Statutory increase in sales of biofuels

The proportion of biofuels in petrol and diesel increased from 2.5 percent to 3.5 percent on April 1st. The Government wishes to reduce greenhouse gas emissions from road traffic.

The decision comes in the wake of biodiesel war that was fought in Parliament last November.

The decision comes in the wake of biodiesel war that was fought in Parliament last November.

The decision comes in the wake of biodiesel war that was fought in Parliament last November. When the government revoked tax exemption for biodiesel, even though their was clear majority in Parliament wanting to continue the exemption. Prime Minister Jens Stoltenberg (Ap) announced instead that the intervention the percentage of biofuels would increase.

He said at the time that it is better to increase the use of environmentally friendly fuel through sales orders than to continue the tax subsidies that charges the community. Now therefore the first step in the increase.

Secure jobs

In a press release from the Ministry of Environment states that the increased demand for biofuels will help to secure Norwegian jobs in this industry.

The government aims to increase the proportion to 5 per cent when it is drawn up clear criteria for measuring the environmental gain. The Norwegian guidelines will build on the EU countries agree on. This work is not yet finished. Change setting is to introduce sustainability criteria in Norway January 1 2011.

Ministry of Environment has signed an agreement with the Norwegian Institute of Petroleum for voluntary reporting on the use of biofuels.
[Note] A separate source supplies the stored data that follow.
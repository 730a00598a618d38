#![forbid(unsafe_code)]

//! Signal dispatch facade.
//!
//! The running lifecycle registers its stop channel here at startup and
//! deregisters at teardown; the watcher task flips whatever is
//! currently registered. This registry is the only module-level mutable
//! state in the crate.

use std::sync::{Mutex, MutexGuard};

use tokio::signal::unix::{signal, SignalKind};
use tokio::sync::watch;
use tracing::{info, warn};

static REGISTRY: Mutex<Option<watch::Sender<bool>>> = Mutex::new(None);

fn registry() -> MutexGuard<'static, Option<watch::Sender<bool>>> {
    REGISTRY.lock().unwrap_or_else(|e| e.into_inner())
}

/// Install the stop channel terminating signals will flip.
pub fn register(stop: watch::Sender<bool>) {
    *registry() = Some(stop);
}

/// Remove the registered stop channel, if any.
pub fn deregister() {
    *registry() = None;
}

fn fire(name: &str) {
    info!(signal = name, "caught terminating signal");
    if let Some(stop) = registry().as_ref() {
        stop.send_replace(true);
    }
}

/// Spawn the signal watcher. SIGHUP, SIGINT, SIGTERM and SIGQUIT each
/// request an orderly shutdown; SIGPIPE is sunk so a dead peer cannot
/// kill the process.
pub fn spawn_watcher() {
    tokio::spawn(async {
        let streams = (
            signal(SignalKind::hangup()),
            signal(SignalKind::interrupt()),
            signal(SignalKind::terminate()),
            signal(SignalKind::quit()),
            signal(SignalKind::pipe()),
        );
        let (Ok(mut hup), Ok(mut int), Ok(mut term), Ok(mut quit), Ok(mut pipe)) = streams
        else {
            warn!("failed to install signal handlers");
            return;
        };
        loop {
            tokio::select! {
                _ = hup.recv() => fire("SIGHUP"),
                _ = int.recv() => fire("SIGINT"),
                _ = term.recv() => fire("SIGTERM"),
                _ = quit.recv() => fire("SIGQUIT"),
                // Receiving at all is the point: the default disposition
                // would terminate the process.
                _ = pipe.recv() => {}
            }
        }
    });
}
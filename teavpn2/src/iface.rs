//! TUN device creation and interface configuration. Everything that
//! touches ioctls or iproute2 lives here; the engine only ever sees a
//! non-blocking descriptor and the configurator seam.

use std::io;
use std::os::fd::{FromRawFd, IntoRawFd, OwnedFd};
use std::process::Command;

use teavpn2_lib::config::IfaceConfig;
use teavpn2_lib::proto::IfInfo;
use teavpn2_lib::tun::IfaceConfigurator;
use teavpn2_lib::{Error, Result, TunDevice};
use tracing::info;

/// Create and fully configure the server-side device; its parameters
/// are all known up front.
pub fn create_server_tun(cfg: &IfaceConfig) -> Result<TunDevice> {
    info!(dev = %cfg.dev, ipv4 = %cfg.ipv4, "creating virtual network interface");
    let mut config = tun::Configuration::default();
    config
        .name(&cfg.dev)
        .layer(tun::Layer::L3)
        .address(cfg.ipv4)
        .netmask(cfg.netmask)
        .mtu(i32::from(cfg.mtu))
        .up();
    config.platform(|p| {
        p.packet_information(false);
    });
    wrap_device(tun::create(&config).map_err(tun_err)?)
}

/// Create the client-side device bare; address, netmask and MTU arrive
/// from the server in AUTH_OK.
pub fn create_client_tun(dev: &str) -> Result<TunDevice> {
    info!(dev, "creating virtual network interface");
    let mut config = tun::Configuration::default();
    config.name(dev).layer(tun::Layer::L3);
    config.platform(|p| {
        p.packet_information(false);
    });
    wrap_device(tun::create(&config).map_err(tun_err)?)
}

fn wrap_device(device: tun::platform::Device) -> Result<TunDevice> {
    device.set_nonblock()?;
    // The descriptor's sole owner from here on is the engine wrapper.
    #[allow(unsafe_code)]
    let fd = unsafe { OwnedFd::from_raw_fd(device.into_raw_fd()) };
    Ok(TunDevice::from_owned_fd(fd)?)
}

fn tun_err(e: tun::Error) -> Error {
    Error::Config(format!("tun device: {e}"))
}

/// Applies server-assigned parameters with iproute2, the same way an
/// operator would by hand.
pub struct IprouteConfigurator {
    dev: String,
}

impl IprouteConfigurator {
    pub fn new(dev: String) -> Self {
        Self { dev }
    }
}

impl IfaceConfigurator for IprouteConfigurator {
    fn apply(&self, info: &IfInfo) -> io::Result<()> {
        let prefix = u32::from(info.netmask).count_ones();
        run_ip(&[
            "addr",
            "add",
            &format!("{}/{prefix}", info.ipv4),
            "dev",
            &self.dev,
        ])?;
        run_ip(&[
            "link",
            "set",
            "dev",
            &self.dev,
            "mtu",
            &info.mtu.to_string(),
        ])?;
        run_ip(&["link", "set", "dev", &self.dev, "up"])?;
        info!(dev = %self.dev, ipv4 = %info.ipv4, mtu = info.mtu, "interface configured");
        Ok(())
    }
}

fn run_ip(args: &[&str]) -> io::Result<()> {
    let status = Command::new("ip").args(args).status()?;
    if !status.success() {
        return Err(io::Error::other(format!(
            "ip {} exited with {status}",
            args.join(" ")
        )));
    }
    Ok(())
}
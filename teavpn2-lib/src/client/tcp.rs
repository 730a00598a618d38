#![forbid(unsafe_code)]

use tokio::net::TcpStream;
use tokio::sync::watch;
use tracing::{debug, info};

use crate::config::ClientConfig;
use crate::engine::link::stream_link;
use crate::error::Result;
use crate::proto::codec;
use crate::tun::{IfaceConfigurator, TunDevice};

use super::flow;

/// One connect-to-close TCP session.
pub(crate) async fn run_once(
    cfg: &ClientConfig,
    tun: &TunDevice,
    iface: &dyn IfaceConfigurator,
    stop: watch::Receiver<bool>,
) -> Result<()> {
    info!(server = %cfg.sock.server, "connecting");
    let stream = TcpStream::connect(cfg.sock.server).await?;
    if let Err(e) = stream.set_nodelay(true) {
        debug!(error = %e, "failed to set TCP_NODELAY");
    }
    let (reader, writer) = stream_link(stream, codec::decode_server, codec::encode_client);
    flow::drive(cfg, tun, iface, reader, writer, stop).await
}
The hope is that the industry alone will provide information about the feedstock biofuel is made from, and what country it comes from.

Consumers

In this way, motorists will have access to information on environmental gains through the entire production chain, from raw material to finished product.

Increased consumption of biofuels is one of several ways to reduce Norwegian emissions of greenhouse gases. We must ensure that the fuel used in Norway, is produced in a manner that does not compromise the environment or food supply in other countries. It is possible to find biofuels that do not have such adverse effects, and allows the industry to do much on a voluntary basis, “said Erik Solheim.

Biofuels are liquid or gas that is produced by biological material. For example, is made from plant crops, waste from households and surplus products from agriculture and fishing. Today, most of biofuel come from plant crops.